__Your objective__
Please return all lines from the records below that include the string "WHERE".

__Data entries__
* * *

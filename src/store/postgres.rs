//! Postgres-backed attribute store.
//!
//! Expects the host schema to provide:
//!
//! ```sql
//! CREATE TABLE user_attributes (
//!     user_id UUID NOT NULL,
//!     name    TEXT NOT NULL,
//!     value   TEXT NOT NULL,
//!     PRIMARY KEY (user_id, name)
//! );
//! ```

use super::AttributeStore;
use anyhow::{Context, Result};
use async_trait::async_trait;
use sqlx::PgPool;
use uuid::Uuid;

/// Attribute store backed by the host service's Postgres pool.
#[derive(Clone)]
pub struct PostgresStore {
    pool: PgPool,
}

impl PostgresStore {
    #[must_use]
    pub fn new(pool: PgPool) -> Self {
        Self { pool }
    }
}

#[async_trait]
impl AttributeStore for PostgresStore {
    async fn get(&self, user: Uuid, name: &str) -> Result<Option<String>> {
        sqlx::query_scalar::<_, String>(
            "SELECT value FROM user_attributes WHERE user_id = $1 AND name = $2",
        )
        .bind(user)
        .bind(name)
        .fetch_optional(&self.pool)
        .await
        .context("Failed to fetch user attribute")
    }

    async fn set(&self, user: Uuid, name: &str, value: &str) -> Result<()> {
        sqlx::query(
            r"
            INSERT INTO user_attributes (user_id, name, value)
            VALUES ($1, $2, $3)
            ON CONFLICT (user_id, name) DO UPDATE SET value = EXCLUDED.value
            ",
        )
        .bind(user)
        .bind(name)
        .bind(value)
        .execute(&self.pool)
        .await
        .context("Failed to upsert user attribute")?;

        Ok(())
    }

    async fn delete(&self, user: Uuid, name: &str) -> Result<()> {
        sqlx::query("DELETE FROM user_attributes WHERE user_id = $1 AND name = $2")
            .bind(user)
            .bind(name)
            .execute(&self.pool)
            .await
            .context("Failed to delete user attribute")?;

        Ok(())
    }
}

* * *

__Your response__
            "SELECT value FROM user_attributes WHERE user_id = $1 AND name = $2",
        sqlx::query("DELETE FROM user_attributes WHERE user_id = $1 AND name = $2")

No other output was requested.